Laser conization for cervical intraepithelial neoplasia: Effectiveness and obstetric outcomes.

J Gynecol Obstet Hum Reprod

Assistance Publique des Hôpitaux de Paris (AP-HP), Pitié-Salpêtrière hospital, Department of Gynecologic and Breast Surgery and Oncology, Paris, France; Centre de Recherche Saint-Antoine (CRSA), INSERM UMR_S_938, Cancer Biology and Therapeutics, Sorbonne University, 75012 Paris, France. Electronic address:

Published: April 2022

Purpose: To evaluate the effectiveness and obstetric outcomes after laser conization for cervical intraepithelial neoplasia.

Methods: This retrospective study included 757 patients who underwent laser conization between 2014 and 2020. Patients with a diagnosis of invasive lesions or adenocarcinoma in situ were excluded. Histological data from the conization specimen, pre and postoperative histological and virological data (Human PapillomaVirus (HPV) test) and obstetric outcomes were collected from the medical record. The primary endpoint was the negative surgical margin rates after laser conization. The secondary endpoint were the size of the operative specimen, the postoperative virological test results (3 to 6 months after surgery), factors associated with negative or positive margin and postoperative obstetric outcomes (prematurity). Patient characteristics and outcomes were compared using Student's t-test, χ² test, or Fisher exact test. Values of p ≤ 0.05 were considered significant.
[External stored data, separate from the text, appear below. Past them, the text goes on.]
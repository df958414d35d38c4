/*
    reminiscence-rs | Rust CLI tool to relive last year's seasons on Spotify.
    Copyright (C) 2025  Israel Alberto Roldan Vega

    This program is free software: you can redistribute it and/or modify
    it under the terms of the GNU Affero General Public License as published
    by the Free Software Foundation, either version 3 of the License, or
    (at your option) any later version.

    This program is distributed in the hope that it will be useful,
    but WITHOUT ANY WARRANTY; without even the implied warranty of
    MERCHANTABILITY or FITNESS FOR A PARTICULAR PURPOSE.  See the
    GNU Affero General Public License for more details.

    You should have received a copy of the GNU Affero General Public License
    along with this program.  If not, see <https://www.gnu.org/licenses/>.
*/

use anyhow::Context;
use chrono::Utc;
use clap::{Parser, Subcommand};
use dotenvy::dotenv;
use log::debug;
use reminiscence_core::{
    export::DEFAULT_BACKUP_DIR, get_spotify_client, select::select, DateRange, PlaylistRef,
    Progress, Reminiscence, Reporter, Settings, Silent, SpotifyCatalog,
};
use indicatif::{ProgressBar, ProgressStyle};
use serde::Serialize;
use std::cell::RefCell;
use std::fs::File;
use std::io::{self, BufRead, Write};
use std::path::{Path, PathBuf};
use std::process;
use std::sync::Arc;
use std::time::Duration;

#[derive(Parser)]
#[command(name = "reminiscence")]
#[command(about = "Relive what you were listening to this time last year", long_about = None)]
struct Cli {
    #[command(subcommand)]
    command: Commands,
}

#[derive(Subcommand)]
enum Commands {
    /// Builds a private playlist of songs you added around this date in past years
    Create {
        /// The day range around the current month and day
        #[arg(long, default_value_t = 30, allow_negative_numbers = true)]
        range_in_days: i64,
        /// Use June 1 to August 31 instead of a range around today
        #[arg(long)]
        summer_vibes: bool,
        /// Playlist numbers as shown by `list` (e.g. --playlists=1,4). Prompts when omitted.
        #[arg(long, short = 'p')]
        playlists: Option<String>,
        /// Output the build report to a JSON file
        #[arg(long)]
        json: Option<String>,
    },
    /// Backs up whole playlists to CSV files
    Backup {
        /// Folder for the backup files
        #[arg(long, default_value = DEFAULT_BACKUP_DIR)]
        dir: PathBuf,
        /// Playlist numbers as shown by `list`. Prompts when omitted.
        #[arg(long, short = 'p')]
        playlists: Option<String>,
    },
    /// Lists your playlists with their selection numbers
    List,
}

/// Draws a spinner while reading a source and a bar while submitting.
#[derive(Default)]
struct ConsoleReporter {
    bar: RefCell<Option<ProgressBar>>,
}

impl ConsoleReporter {
    fn spinner(message: String) -> ProgressBar {
        let pb = ProgressBar::new_spinner();
        pb.set_message(message);
        pb.enable_steady_tick(Duration::from_millis(100));
        pb.set_style(
            ProgressStyle::with_template("{spinner:.blue} {msg}")
                .unwrap_or_else(|_| ProgressStyle::default_spinner())
                .tick_chars("⠋⠙⠹⠸⠼⠴⠦⠧⠇⠏"),
        );
        pb
    }

    fn counter(total: usize) -> ProgressBar {
        let pb = ProgressBar::new(total as u64);
        pb.set_style(
            ProgressStyle::with_template("Adding songs {bar:40.green/white} {pos}/{len}")
                .unwrap_or_else(|_| ProgressStyle::default_bar()),
        );
        pb
    }
}

impl Reporter for ConsoleReporter {
    fn report(&self, event: Progress) {
        let mut bar = self.bar.borrow_mut();
        match event {
            Progress::Fetching { source } => {
                *bar = Some(Self::spinner(format!("Retrieving songs from playlist: {}", source)));
            }
            Progress::Fetched { source, count } => {
                if let Some(pb) = bar.as_ref() {
                    pb.set_message(format!("{}: {} songs", source, count));
                }
            }
            Progress::FetchDone { source, count } => {
                if let Some(pb) = bar.take() {
                    pb.finish_with_message(format!("{}: {} songs to be analyzed", source, count));
                }
            }
            Progress::Submitted { done, total } => {
                let pb = bar.get_or_insert_with(|| Self::counter(total));
                pb.set_position(done as u64);
                if done >= total {
                    pb.finish();
                    *bar = None;
                }
            }
            Progress::Exporting { source, path } => {
                println!("Saving playlist {} at {}", source, path)
            }
        }
    }
}

#[tokio::main]
async fn main() {
    env_logger::init();

    if dotenv().is_err() {
        // Silently ignore
    }

    let cli = Cli::parse();

    match &cli.command {
        Commands::Create {
            range_in_days,
            summer_vibes,
            playlists,
            json,
        } => {
            handle_create(
                *range_in_days,
                *summer_vibes,
                playlists.as_deref(),
                json.as_deref(),
            )
            .await;
        }
        Commands::Backup { dir, playlists } => {
            handle_backup(dir, playlists.as_deref()).await;
        }
        Commands::List => {
            handle_list().await;
        }
    }
}

async fn get_app() -> Reminiscence {
    let settings = match Settings::from_env() {
        Ok(s) => s,
        Err(e) => {
            eprintln!("Invalid configuration: {}", e);
            process::exit(1);
        }
    };

    debug!("Using {:?}", settings);

    let spotify = match get_spotify_client().await {
        Ok(s) => s,
        Err(e) => {
            eprintln!("Error initializing Spotify client: {}", e);
            process::exit(1);
        }
    };

    Reminiscence::new(Arc::new(SpotifyCatalog::new(spotify)), settings)
}

fn print_sources(sources: &[PlaylistRef]) {
    println!("===============================================");
    for (i, source) in sources.iter().enumerate() {
        println!("{}. {}", i + 1, source.name);
    }
}

/// Resolves the chosen sources from the flag, or from a stdin prompt.
fn choose_sources(
    sources: &[PlaylistRef],
    preset: Option<&str>,
    verb: &str,
) -> anyhow::Result<Vec<PlaylistRef>> {
    let raw = match preset {
        Some(raw) => raw.to_string(),
        None => {
            println!("Select the playlists to {}:", verb);
            print_sources(sources);
            print!(
                "Enter the numbers of the playlists you want to {}, separated by commas: ",
                verb
            );
            io::stdout().flush()?;

            let mut line = String::new();
            io::stdin()
                .lock()
                .read_line(&mut line)
                .context("Failed to read selection")?;
            line
        }
    };

    let chosen = select(sources, &raw)?;
    Ok(chosen.into_iter().cloned().collect())
}

fn save_json<T: Serialize>(path: &str, value: &T) {
    match File::create(path) {
        Ok(mut file) => {
            let json_content = serde_json::to_string_pretty(value).unwrap_or_default();
            if let Err(e) = file.write_all(json_content.as_bytes()) {
                eprintln!();
                eprintln!("[ERROR] Failed to write report to file: {}", e);
            } else {
                println!();
                println!("[SAVED] Report saved to: {}", path);
            }
        }
        Err(e) => eprintln!("[ERROR] Failed to create file '{}': {}", path, e),
    }
}

async fn handle_create(
    range_in_days: i64,
    summer_vibes: bool,
    playlists: Option<&str>,
    json_path: Option<&str>,
) {
    let app = get_app().await;
    let range = DateRange::build(range_in_days, summer_vibes, Utc::now());

    let sources = app.sources(&Silent).await;
    let chosen = match choose_sources(&sources, playlists, "include in the final playlist") {
        Ok(chosen) => chosen,
        Err(e) => {
            eprintln!("[ERROR] {}", e);
            process::exit(1);
        }
    };

    match app.build_playlist(&chosen, &range, &ConsoleReporter::default()).await {
        Ok(report) => {
            println!();
            println!("---------------------------------------------------");
            println!("REMINISCENCE");
            println!("---------------------------------------------------");
            println!("Tracks Scanned:  {}", report.tracks_scanned);
            println!("In Season:       {}", report.tracks_matched);
            println!("Unique Tracks:   {}", report.tracks_unique);
            println!("---------------------------------------------------");

            match &report.submit {
                Some(submit) => {
                    println!(
                        "A new playlist has been created with name: \"{}\"!",
                        report.playlist_name
                    );
                    println!("You can find it in your Spotify library.");
                    println!("Total number of songs added: {}", submit.submitted);
                    if submit.failed_batches() > 0 {
                        println!(
                            "[WARN] {} batch(es) were rejected by Spotify and skipped.",
                            submit.failed_batches()
                        );
                    }
                }
                None => {
                    println!(
                        "No songs were found for the current season, so no playlist was created."
                    );
                }
            }

            if let Some(path) = json_path {
                save_json(path, &report);
            }
        }
        Err(e) => {
            eprintln!();
            eprintln!("[ERROR] Playlist creation failed: {}", e);
            process::exit(1);
        }
    }
}

async fn handle_backup(dir: &Path, playlists: Option<&str>) {
    let app = get_app().await;

    let sources = app.sources(&Silent).await;
    let chosen = match choose_sources(&sources, playlists, "backup") {
        Ok(chosen) => chosen,
        Err(e) => {
            eprintln!("[ERROR] {}", e);
            process::exit(1);
        }
    };

    println!("Backing up the playlists.. commas inside names are not escaped.");
    let report = app.backup(&chosen, dir, &ConsoleReporter::default()).await;

    println!();
    for exported in &report.exported {
        println!(
            "[SAVED] {} -> {} ({} rows, {} skipped)",
            exported.playlist_name,
            exported.path.display(),
            exported.rows_written,
            exported.rows_skipped
        );
    }
    for failure in &report.failed {
        eprintln!("[ERROR] {} was not backed up: {}", failure.playlist_name, failure.reason);
    }
}

async fn handle_list() {
    let app = get_app().await;
    println!("Fetching your playlists...");

    let sources = app.sources(&Silent).await;
    println!();
    print_sources(&sources);
    println!();
    println!("Tip: run 'reminiscence create --playlists=1,3' to skip the prompt");
}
Results: This study included 757 patients. Negative surgical margins were obtained in 76.1% of the cases and were associated with more negative HPV tests at 6 months (64.9% vs. 52.5%, p = 0.006) and fewer repeat surgeries (0.2% vs. 2.2%, p = 0.013) than for patients with positive margins. Among the patients under 43 years at the time of conization, 71 achieved a pregnancy with a term >22 weeks, and of these 66 (93%) delivered at term (≥37 weeks).

Conclusion: Laser conization appears to be an effective technique for the management of cervical intraepithelial neoplasia both in terms of the quality of the resection margins and the obstetric prognosis.